There was some talk about the inclusion of Shafali Verma in the longer formats of the game. In the Test against England, Shafali Verma announced her arrival in the longer formats with 96 and 63. England’s veteran Katherine Brunt and Anya Shrubsole made life hard for her in the opening spell. They tested the right-handed opener outside the off-stump as well as on the stumps. Verma started her innings with a streaky boundary, edging one Shrubsole outswinger through the gully, and her last boundary was a steer through the third man when she stayed leg-side to a Kate Cross delivery and used her T20I wits to good effect. Between these two boundaries, Verma showed there’s more method to her madness and more madness to her method than just going berserk from the start.

So far in her international career, one weakness Verma has visibly shown is against the short stuff. She did build the innings but her methods were unique and her own. While her senior partner Smriti Mandhana opted to stay on the back foot for most of the time and drove or pulled with the England bowlers keeping the length short, Verma was getting on the front foot even on Brunt’s short-pitched deliveries. Verma defended the ball when she had to, Verma smashed the balls when she felt like. She launched Sophie Ecclestone over mid-on for a maximum, she thumped Kate Cross down the ground on her way to the nineties, all with a smile on her face. She faced the highest number of balls while the senior members failed.

Both Mithali Raj and Harmanpreet Kaur was before the firing squad in the previous test for their batting. Looking at the ODI series where Yastika Bhatia and Richa Ghosh did well with the bat, it will be a tough call to decide the middle order for the test match. Will they go with the experience or go with the form? Taniya Bhatia who scored a match-saving unbeaten 44 against England will take the responsibility to keep from Richa.

Out of the 5 debutants, the effort of Deepti Sharma has been less talked about. She came out to bowl in the first innings, just before the lunch when England has already got a solid platform, despite losing Lauren Winfield-Hill. On a first-day pitch, this off-spinner still managed to troubled the batter with her spin. India fielded with one specialist spinner in form of Sneh Rana so Deepti Sharma had a more role to play with the ball where she lived up to the expectations of her skipper.

On the other hand, Australia will miss the batter in Rachael Haynes in the test match.
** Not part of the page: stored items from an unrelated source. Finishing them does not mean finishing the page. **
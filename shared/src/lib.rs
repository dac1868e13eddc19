use bigdecimal::BigDecimal;
use chrono::{DateTime, Utc};
use serde::{Deserialize, Deserializer, Serialize};
use uuid::Uuid;

pub mod cart;
pub mod checkout;
pub mod documents;
pub mod error;
pub mod http;
#[cfg(any(test, feature = "test-fixtures"))]
pub mod memory;
pub mod models;
pub mod order_number;
pub mod password;
pub mod pg;
pub mod requirements;
pub mod review;
pub mod schema;
#[cfg(any(test, feature = "test-fixtures"))]
pub mod seed;
pub mod status;
pub mod store;
pub mod validation;

pub use error::{AlreadyValidated, CheckoutError, StoreError, ValidationError};
pub use store::{DynStore, Store};

#[derive(Debug, Clone, PartialEq, Serialize, Deserialize)]
pub struct WeaponCategory {
    pub id: Uuid,
    pub name: String,
    pub description: String,
    pub created_at: DateTime<Utc>,
}

/// Free-form technical sheet shown in the weapon detail view.
///
/// Values are kept as text; numbers and booleans are rendered as written.
#[derive(Debug, Clone, Default, PartialEq, Serialize, Deserialize)]
pub struct Specifications {
    #[serde(default, deserialize_with = "lenient_text", skip_serializing_if = "Option::is_none")]
    pub peso: Option<String>,
    #[serde(default, deserialize_with = "lenient_text", skip_serializing_if = "Option::is_none")]
    pub capacidad: Option<String>,
    #[serde(default, deserialize_with = "lenient_text", skip_serializing_if = "Option::is_none")]
    pub longitud: Option<String>,
}

fn lenient_text<'de, D>(deserializer: D) -> Result<Option<String>, D::Error>
where
    D: Deserializer<'de>,
{
    Ok(match Option::<serde_json::Value>::deserialize(deserializer)? {
        None | Some(serde_json::Value::Null) => None,
        Some(serde_json::Value::String(text)) => Some(text),
        Some(other) => Some(other.to_string()),
    })
}

#[derive(Debug, Clone, PartialEq, Serialize, Deserialize)]
pub struct Weapon {
    pub id: Uuid,
    pub category_id: Uuid,
    pub name: String,
    pub caliber: String,
    pub manufacturer: String,
    pub image_url: String,
    pub description: String,
    pub price: BigDecimal,
    pub stock: i32,
    pub specifications: Specifications,
    pub required_documents: Vec<String>,
    pub created_at: DateTime<Utc>,
}

#[derive(Debug, Clone, PartialEq, Serialize, Deserialize)]
pub struct Customer {
    pub id: Uuid,
    pub full_name: String,
    pub dni: String,
    pub email: String,
    pub phone: String,
    pub address: String,
    pub created_at: DateTime<Utc>,
}

/// Order status as stored in `orders.status`.
///
/// The column is free-form text, so anything outside the four known values
/// is kept verbatim in `Other`.
#[derive(Debug, Clone, PartialEq, Eq, Hash, Serialize, Deserialize)]
#[serde(from = "String", into = "String")]
pub enum OrderStatus {
    Pendiente,
    EnProceso,
    Aprobado,
    Rechazado,
    Other(String),
}

impl OrderStatus {
    pub fn as_str(&self) -> &str {
        match self {
            OrderStatus::Pendiente => "pendiente",
            OrderStatus::EnProceso => "en_proceso",
            OrderStatus::Aprobado => "aprobado",
            OrderStatus::Rechazado => "rechazado",
            OrderStatus::Other(raw) => raw,
        }
    }

    /// Label shown to customers when tracking an order.
    pub fn label(&self) -> &str {
        match self {
            OrderStatus::Pendiente => "Pendiente",
            OrderStatus::EnProceso => "En Proceso",
            OrderStatus::Aprobado => "Aprobado",
            OrderStatus::Rechazado => "Rechazado",
            OrderStatus::Other(raw) => raw,
        }
    }
}

impl From<String> for OrderStatus {
    fn from(raw: String) -> Self {
        match raw.as_str() {
            "pendiente" => OrderStatus::Pendiente,
            "en_proceso" => OrderStatus::EnProceso,
            "aprobado" => OrderStatus::Aprobado,
            "rechazado" => OrderStatus::Rechazado,
            _ => OrderStatus::Other(raw),
        }
    }
}

impl From<OrderStatus> for String {
    fn from(status: OrderStatus) -> Self {
        status.as_str().to_string()
    }
}

impl std::fmt::Display for OrderStatus {
    fn fmt(&self, f: &mut std::fmt::Formatter<'_>) -> std::fmt::Result {
        f.write_str(self.as_str())
    }
}

#[derive(Debug, Clone, PartialEq, Serialize, Deserialize)]
pub struct Order {
    pub id: Uuid,
    pub order_number: String,
    pub customer_id: Uuid,
    pub status: OrderStatus,
    pub total_amount: BigDecimal,
    pub notes: String,
    pub documents_validated: bool,
    pub stock_validated: bool,
    pub documents_validator_id: Option<Uuid>,
    pub stock_validator_id: Option<Uuid>,
    pub created_at: DateTime<Utc>,
    pub updated_at: DateTime<Utc>,
}

#[derive(Debug, Clone, PartialEq, Serialize, Deserialize)]
pub struct OrderItem {
    pub id: Uuid,
    pub order_id: Uuid,
    pub weapon_id: Uuid,
    pub quantity: i32,
    pub unit_price: BigDecimal,
    pub subtotal: BigDecimal,
    pub created_at: DateTime<Utc>,
}

#[derive(Debug, Clone, PartialEq, Serialize, Deserialize)]
pub struct OrderDocument {
    pub id: Uuid,
    pub order_id: Uuid,
    pub document_type: String,
    pub file_url: String,
    pub file_name: String,
    pub uploaded_at: DateTime<Utc>,
}

#[derive(Debug, Clone, Copy, PartialEq, Eq, Hash, Serialize, Deserialize)]
#[serde(rename_all = "lowercase")]
pub enum ValidationKind {
    Documents,
    Stock,
}

impl ValidationKind {
    pub fn as_str(&self) -> &'static str {
        match self {
            ValidationKind::Documents => "documents",
            ValidationKind::Stock => "stock",
        }
    }

    /// Subject used in reviewer-facing messages.
    pub fn subject(&self) -> &'static str {
        match self {
            ValidationKind::Documents => "Los documentos",
            ValidationKind::Stock => "El stock",
        }
    }

    pub fn parse(raw: &str) -> Option<Self> {
        match raw {
            "documents" => Some(ValidationKind::Documents),
            "stock" => Some(ValidationKind::Stock),
            _ => None,
        }
    }
}

#[derive(Debug, Clone, Copy, PartialEq, Eq, Hash, Serialize, Deserialize)]
#[serde(rename_all = "lowercase")]
pub enum Decision {
    Approved,
    Rejected,
}

impl Decision {
    pub fn as_str(&self) -> &'static str {
        match self {
            Decision::Approved => "approved",
            Decision::Rejected => "rejected",
        }
    }

    pub fn parse(raw: &str) -> Option<Self> {
        match raw {
            "approved" => Some(Decision::Approved),
            "rejected" => Some(Decision::Rejected),
            _ => None,
        }
    }
}

/// One reviewer's decision on one of the two validation flags.
#[derive(Debug, Clone, Copy, PartialEq, Eq, Serialize, Deserialize)]
pub struct ValidationEvent {
    pub kind: ValidationKind,
    pub decision: Decision,
}

#[derive(Debug, Clone, PartialEq, Serialize, Deserialize)]
pub struct OrderValidation {
    pub id: Uuid,
    pub order_id: Uuid,
    pub admin_user_id: Uuid,
    pub validation_type: ValidationKind,
    pub status: Decision,
    pub notes: Option<String>,
    pub validated_at: DateTime<Utc>,
}

#[derive(Debug, Clone, Copy, PartialEq, Eq, Hash, Serialize, Deserialize)]
#[serde(rename_all = "lowercase")]
pub enum Role {
    Administrator,
    Logistic,
}

impl Role {
    pub fn as_str(&self) -> &'static str {
        match self {
            Role::Administrator => "administrator",
            Role::Logistic => "logistic",
        }
    }

    pub fn parse(raw: &str) -> Option<Self> {
        match raw {
            "administrator" => Some(Role::Administrator),
            "logistic" => Some(Role::Logistic),
            _ => None,
        }
    }

    /// Administrators sign off on documents, logistics staff on stock.
    pub fn validation_kind(&self) -> ValidationKind {
        match self {
            Role::Administrator => ValidationKind::Documents,
            Role::Logistic => ValidationKind::Stock,
        }
    }
}

#[derive(Debug, Clone, PartialEq, Serialize, Deserialize)]
pub struct AdminUser {
    pub id: Uuid,
    pub username: String,
    pub role: Role,
    pub full_name: String,
    pub created_at: DateTime<Utc>,
}

#[derive(Debug, Clone)]
pub struct AdminCredentials {
    pub user: AdminUser,
    pub password_hash: String,
}

impl AdminCredentials {
    /// A new account with a freshly salted password digest.
    pub fn new(username: &str, full_name: &str, role: Role, password: &str) -> Self {
        AdminCredentials {
            user: AdminUser {
                id: Uuid::new_v4(),
                username: username.to_string(),
                role,
                full_name: full_name.to_string(),
                created_at: Utc::now(),
            },
            password_hash: password::hash_password(password),
        }
    }
}

/// An order item joined with the weapon it references.
#[derive(Debug, Clone, PartialEq, Serialize, Deserialize)]
pub struct OrderLine {
    #[serde(flatten)]
    pub item: OrderItem,
    pub weapon: Option<Weapon>,
}

/// An order with its customer, items and uploaded documents, as the back
/// office reviews it.
#[derive(Debug, Clone, PartialEq, Serialize, Deserialize)]
pub struct OrderAggregate {
    #[serde(flatten)]
    pub order: Order,
    pub customer: Option<Customer>,
    pub order_items: Vec<OrderLine>,
    pub order_documents: Vec<OrderDocument>,
}

impl Order {
    pub fn is_validated(&self, kind: ValidationKind) -> bool {
        match kind {
            ValidationKind::Documents => self.documents_validated,
            ValidationKind::Stock => self.stock_validated,
        }
    }
}

impl OrderAggregate {
    pub fn weapon_count(&self) -> i32 {
        self.order_items.iter().map(|line| line.item.quantity).sum()
    }
}

#[cfg(test)]
mod tests {
    use super::*;

    #[test]
    fn order_status_round_trips_known_and_free_form_values() {
        for raw in ["pendiente", "en_proceso", "aprobado", "rechazado", "anulado"] {
            let status = OrderStatus::from(raw.to_string());
            assert_eq!(status.as_str(), raw);
        }
        assert_eq!(OrderStatus::from("anulado".to_string()).label(), "anulado");
        assert_eq!(OrderStatus::EnProceso.label(), "En Proceso");
    }

    #[test]
    fn order_status_serializes_as_plain_string() {
        let json = serde_json::to_value(OrderStatus::EnProceso).unwrap();
        assert_eq!(json, serde_json::json!("en_proceso"));
        let back: OrderStatus = serde_json::from_value(serde_json::json!("rechazado")).unwrap();
        assert_eq!(back, OrderStatus::Rechazado);
    }

    #[test]
    fn specifications_accept_non_text_values() {
        let specs: Specifications = serde_json::from_value(serde_json::json!({
            "peso": 625,
            "capacidad": "17 cartuchos",
            "longitud": null,
            "acabado": "negro"
        }))
        .unwrap();
        assert_eq!(specs.peso.as_deref(), Some("625"));
        assert_eq!(specs.capacidad.as_deref(), Some("17 cartuchos"));
        assert_eq!(specs.longitud, None);

        let empty: Specifications = serde_json::from_value(serde_json::json!({})).unwrap();
        assert_eq!(empty, Specifications::default());
    }

    #[test]
    fn new_admin_credentials_verify_their_password() {
        let credentials = AdminCredentials::new("jefe", "Jefe de Almacén", Role::Logistic, "clave-segura");
        assert_eq!(credentials.user.role, Role::Logistic);
        assert!(password::verify_password("clave-segura", &credentials.password_hash));
    }

    #[test]
    fn roles_own_one_flag_each() {
        assert_eq!(Role::Administrator.validation_kind(), ValidationKind::Documents);
        assert_eq!(Role::Logistic.validation_kind(), ValidationKind::Stock);
        assert_eq!(Role::parse("logistic"), Some(Role::Logistic));
        assert_eq!(Role::parse("root"), None);
    }
}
Haynes the all-weather cricketer has been instrumental in three formats of the game for the Southern Stars for the last couple of years. In her absence, either backup batter Georgia Redmayne, who enjoyed a breakthrough season with the Queensland Fire in the WNCL last summer, will debut as part of the top six, or selectors could opt to add another all-rounder into the mix. The likes of right-arm trio Nicola Carey, Annabel Sutherland and Tahlia McGrath are all well placed to push for a spot in the starting XI. At the same time, her absence will push Beth Mooney in the opening.
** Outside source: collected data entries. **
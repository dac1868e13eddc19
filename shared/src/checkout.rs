//! Turning a cart and a customer form into an order ready to be stored.

use std::collections::{HashMap, HashSet};

use bigdecimal::BigDecimal;
use num_traits::Zero;
use serde::{Deserialize, Serialize};
use uuid::Uuid;

use crate::cart::Cart;
use crate::documents::{missing_documents, required_documents};
use crate::validation::CustomerForm;
use crate::{CheckoutError, Weapon};

/// A file chosen for one required document type. Files are not stored, only
/// referenced by name.
#[derive(Debug, Clone, PartialEq, Serialize, Deserialize)]
pub struct DocumentUpload {
    pub document_type: String,
    pub file_name: String,
}

impl DocumentUpload {
    pub fn file_url(&self) -> String {
        format!("placeholder_{}", self.file_name)
    }
}

#[derive(Debug, Clone, PartialEq, Serialize, Deserialize)]
pub struct CheckoutRequest {
    pub customer: CustomerForm,
    #[serde(default)]
    pub notes: String,
    #[serde(default)]
    pub documents: Vec<DocumentUpload>,
}

#[derive(Debug, Clone, PartialEq, Serialize, Deserialize)]
pub struct NewOrderLine {
    pub weapon_id: Uuid,
    pub quantity: i32,
    pub unit_price: BigDecimal,
}

impl NewOrderLine {
    pub fn subtotal(&self) -> BigDecimal {
        &self.unit_price * BigDecimal::from(self.quantity)
    }
}

/// Everything the store needs to persist an order in one go.
#[derive(Debug, Clone, PartialEq, Serialize, Deserialize)]
pub struct NewOrderRequest {
    pub customer: CustomerForm,
    pub order_number: String,
    pub notes: String,
    pub lines: Vec<NewOrderLine>,
    pub documents: Vec<DocumentUpload>,
}

impl NewOrderRequest {
    pub fn total(&self) -> BigDecimal {
        self.lines
            .iter()
            .fold(BigDecimal::zero(), |sum, line| sum + line.subtotal())
    }
}

/// Fails when any line asks for more units than the weapon has in stock.
pub fn ensure_stock(lines: &[NewOrderLine], weapons: &[Weapon]) -> Result<(), CheckoutError> {
    let by_id: HashMap<Uuid, &Weapon> = weapons.iter().map(|w| (w.id, w)).collect();
    for line in lines {
        let weapon = by_id
            .get(&line.weapon_id)
            .ok_or(CheckoutError::UnknownWeapon(line.weapon_id))?;
        if line.quantity > weapon.stock {
            return Err(CheckoutError::InsufficientStock {
                weapon_id: weapon.id,
                name: weapon.name.clone(),
                requested: line.quantity,
                available: weapon.stock,
            });
        }
    }
    Ok(())
}

/// Validates a checkout against freshly fetched weapons.
///
/// Prices and required documents come from `weapons`, not from the cart's
/// snapshot. Only uploads for required document types are kept, one per type.
pub fn prepare_order(
    cart: &Cart,
    request: &CheckoutRequest,
    weapons: &[Weapon],
    order_number: String,
) -> Result<NewOrderRequest, CheckoutError> {
    if cart.is_empty() {
        return Err(CheckoutError::EmptyCart);
    }

    let customer = request.customer.normalized();
    customer.validate()?;

    let by_id: HashMap<Uuid, &Weapon> = weapons.iter().map(|w| (w.id, w)).collect();
    let mut ordered = Vec::with_capacity(cart.lines.len());
    for line in &cart.lines {
        let weapon = by_id
            .get(&line.weapon.id)
            .ok_or(CheckoutError::UnknownWeapon(line.weapon.id))?;
        ordered.push(*weapon);
    }

    let required = required_documents(ordered.iter().copied());
    let missing = missing_documents(
        &required,
        request.documents.iter().map(|d| d.document_type.as_str()),
    );
    if !missing.is_empty() {
        return Err(CheckoutError::MissingDocuments(missing));
    }

    let lines: Vec<NewOrderLine> = cart
        .lines
        .iter()
        .zip(&ordered)
        .map(|(line, weapon)| NewOrderLine {
            weapon_id: weapon.id,
            quantity: line.quantity,
            unit_price: weapon.price.clone(),
        })
        .collect();
    ensure_stock(&lines, weapons)?;

    let required: HashSet<&str> = required.iter().map(String::as_str).collect();
    let mut seen = HashSet::new();
    let documents = request
        .documents
        .iter()
        .filter(|d| required.contains(d.document_type.as_str()))
        .filter(|d| seen.insert(d.document_type.clone()))
        .cloned()
        .collect();

    Ok(NewOrderRequest {
        customer,
        order_number,
        notes: request.notes.trim().to_string(),
        lines,
        documents,
    })
}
In that second ODI Mooney made a match-winning 125no, while she also opened in the 2017 Ashes Test in Sydney, making 27. In the 2019 Ashes Test in the UK, she made 51 and 25 batting at six and five respectively.  While Healy, Mooney, Lanning makes the top three in the order, Perry has been all over the test in the last two matches they have played.

With unbeaten 213, 116 and 76* in the last three test innings, Ellyse Perry will once again gear up to shade away from her ODI nightmare where she failed to find her rhythm. Along with her, Tahlia McGarth who made her debut in a day-night test and has re-established herself after the ODI series will take care of the middle order. In her debut test, she picked up 3 wickets while scored a composed 47 at number 8.
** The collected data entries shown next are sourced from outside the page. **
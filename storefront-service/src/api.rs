use axum::{
    extract::State,
    http::StatusCode,
    response::Json,
    routing::{get, post, put},
    Router,
};
use bigdecimal::BigDecimal;
use serde::{Deserialize, Serialize};
use shared::cart::{Cart, CartAction, CartLine};
use shared::checkout::CheckoutRequest;
use shared::documents::required_documents;
use shared::http::{ApiError, ApiResult, AppJson, AppPath, AppQuery};
use shared::requirements::{LicenseRequirements, LICENSE_REQUIREMENTS};
use shared::*;
use tower_http::trace::TraceLayer;
use uuid::Uuid;

use crate::carts::CartSessions;
use crate::checkout;
use crate::tracking::{self, TrackedOrder, TrackingQuery};

#[derive(Clone)]
pub struct AppState {
    pub store: DynStore,
    pub carts: CartSessions,
}

#[derive(Debug, Deserialize)]
pub struct WeaponQuery {
    pub category_id: Option<Uuid>,
}

#[derive(Debug, Serialize)]
pub struct WeaponDetail {
    #[serde(flatten)]
    pub weapon: Weapon,
    pub category_name: Option<String>,
}

#[derive(Debug, Deserialize)]
pub struct AddItemRequest {
    pub weapon_id: Uuid,
    pub quantity: i32,
}

#[derive(Debug, Deserialize)]
pub struct SetQuantityRequest {
    pub quantity: i32,
}

#[derive(Debug, Serialize)]
pub struct CartLineView {
    pub weapon: Weapon,
    pub quantity: i32,
    pub subtotal: BigDecimal,
}

#[derive(Debug, Serialize)]
pub struct CartView {
    pub cart_id: Uuid,
    pub lines: Vec<CartLineView>,
    pub total: BigDecimal,
    pub item_count: i32,
    pub required_documents: Vec<String>,
}

impl CartView {
    fn new(cart_id: Uuid, cart: Cart) -> Self {
        let total = cart.total();
        let item_count = cart.item_count();
        let required_documents = required_documents(cart.lines.iter().map(|line| &line.weapon));
        let lines = cart
            .lines
            .into_iter()
            .map(|line: CartLine| CartLineView {
                subtotal: line.subtotal(),
                quantity: line.quantity,
                weapon: line.weapon,
            })
            .collect();
        CartView {
            cart_id,
            lines,
            total,
            item_count,
            required_documents,
        }
    }
}

#[derive(Debug, Serialize)]
pub struct CheckoutResponse {
    pub order_id: Uuid,
    pub order_number: String,
    pub status: OrderStatus,
    pub total_amount: BigDecimal,
    pub message: String,
}

pub fn create_router(state: AppState) -> Router {
    Router::new()
        .route("/health", get(health_check))
        .route("/categories", get(list_categories))
        .route("/weapons", get(list_weapons))
        .route("/weapons/:id", get(get_weapon))
        .route("/requirements", get(requirements))
        .route("/carts", post(create_cart))
        .route("/carts/:id", get(get_cart))
        .route("/carts/:id/items", post(add_item))
        .route(
            "/carts/:id/items/:weapon_id",
            put(set_quantity).delete(remove_item),
        )
        .route("/carts/:id/checkout", post(checkout_cart))
        .route("/orders/track", get(track_orders))
        .with_state(state)
        .layer(TraceLayer::new_for_http())
        .layer(
            tower_http::cors::CorsLayer::new()
                .allow_origin(tower_http::cors::Any)
                .allow_methods(tower_http::cors::Any)
                .allow_headers(tower_http::cors::Any),
        )
}

pub async fn health_check() -> &'static str {
    "OK"
}

pub async fn list_categories(State(state): State<AppState>) -> ApiResult<Vec<WeaponCategory>> {
    Ok(Json(state.store.list_categories().await?))
}

pub async fn list_weapons(
    State(state): State<AppState>,
    AppQuery(query): AppQuery<WeaponQuery>,
) -> ApiResult<Vec<Weapon>> {
    Ok(Json(state.store.list_weapons(query.category_id).await?))
}

async fn find_weapon(store: &dyn Store, id: Uuid) -> Result<Weapon, ApiError> {
    store
        .get_weapon(id)
        .await?
        .ok_or_else(|| ApiError::NotFound("Arma no encontrada".to_string()))
}

pub async fn get_weapon(
    State(state): State<AppState>,
    AppPath(id): AppPath<Uuid>,
) -> ApiResult<WeaponDetail> {
    let weapon = find_weapon(state.store.as_ref(), id).await?;
    let category_name = state
        .store
        .list_categories()
        .await?
        .into_iter()
        .find(|c| c.id == weapon.category_id)
        .map(|c| c.name);
    Ok(Json(WeaponDetail {
        weapon,
        category_name,
    }))
}

pub async fn requirements() -> Json<LicenseRequirements> {
    Json(LICENSE_REQUIREMENTS)
}

fn cart_not_found() -> ApiError {
    ApiError::NotFound("Carrito no encontrado".to_string())
}

pub async fn create_cart(State(state): State<AppState>) -> (StatusCode, Json<CartView>) {
    let cart_id = state.carts.create().await;
    tracing::info!("Created cart {}", cart_id);
    (
        StatusCode::CREATED,
        Json(CartView::new(cart_id, Cart::default())),
    )
}

pub async fn get_cart(
    State(state): State<AppState>,
    AppPath(cart_id): AppPath<Uuid>,
) -> ApiResult<CartView> {
    let cart = state.carts.get(cart_id).await.ok_or_else(cart_not_found)?;
    Ok(Json(CartView::new(cart_id, cart)))
}

async fn apply(state: &AppState, cart_id: Uuid, action: CartAction) -> ApiResult<CartView> {
    let cart = state
        .carts
        .apply(cart_id, action)
        .await
        .ok_or_else(cart_not_found)?;
    Ok(Json(CartView::new(cart_id, cart)))
}

pub async fn add_item(
    State(state): State<AppState>,
    AppPath(cart_id): AppPath<Uuid>,
    AppJson(request): AppJson<AddItemRequest>,
) -> ApiResult<CartView> {
    if state.carts.get(cart_id).await.is_none() {
        return Err(cart_not_found());
    }
    let weapon = find_weapon(state.store.as_ref(), request.weapon_id).await?;
    apply(
        &state,
        cart_id,
        CartAction::Add {
            weapon,
            quantity: request.quantity,
        },
    )
    .await
}

pub async fn set_quantity(
    State(state): State<AppState>,
    AppPath((cart_id, weapon_id)): AppPath<(Uuid, Uuid)>,
    AppJson(request): AppJson<SetQuantityRequest>,
) -> ApiResult<CartView> {
    apply(
        &state,
        cart_id,
        CartAction::SetQuantity {
            weapon_id,
            quantity: request.quantity,
        },
    )
    .await
}

pub async fn remove_item(
    State(state): State<AppState>,
    AppPath((cart_id, weapon_id)): AppPath<(Uuid, Uuid)>,
) -> ApiResult<CartView> {
    apply(&state, cart_id, CartAction::Remove { weapon_id }).await
}

pub async fn checkout_cart(
    State(state): State<AppState>,
    AppPath(cart_id): AppPath<Uuid>,
    AppJson(request): AppJson<CheckoutRequest>,
) -> Result<(StatusCode, Json<CheckoutResponse>), ApiError> {
    let cart = state.carts.take(cart_id).await.ok_or_else(cart_not_found)?;
    let order = match checkout::place_order(state.store.as_ref(), &cart, &request).await {
        Ok(order) => order,
        Err(err) => {
            state.carts.restore(cart_id, cart).await;
            return Err(err);
        }
    };

    Ok((
        StatusCode::CREATED,
        Json(CheckoutResponse {
            order_id: order.id,
            message: format!(
                "Pedido {} registrado. Guarde este número para el seguimiento.",
                order.order_number
            ),
            order_number: order.order_number,
            status: order.status,
            total_amount: order.total_amount,
        }),
    ))
}

pub async fn track_orders(
    State(state): State<AppState>,
    AppQuery(query): AppQuery<TrackingQuery>,
) -> ApiResult<Vec<TrackedOrder>> {
    Ok(Json(tracking::track(state.store.as_ref(), &query).await?))
}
Ashleigh Gardner, fresh from Sunday’s knock of 67 that was the highest score of her ODI career and featured 10 boundaries, won’t overcomplicate things as she quickly switches formats. She along with Sophie Molineux will have the role in the middle overs. Sophie Molineux has been in good touch in the absence of Jess Jonassen where she not only contained run but also picked up wickets. Besides in the last Ashes, in her debut match, she has picked up 4 for 95 in her 37 overs.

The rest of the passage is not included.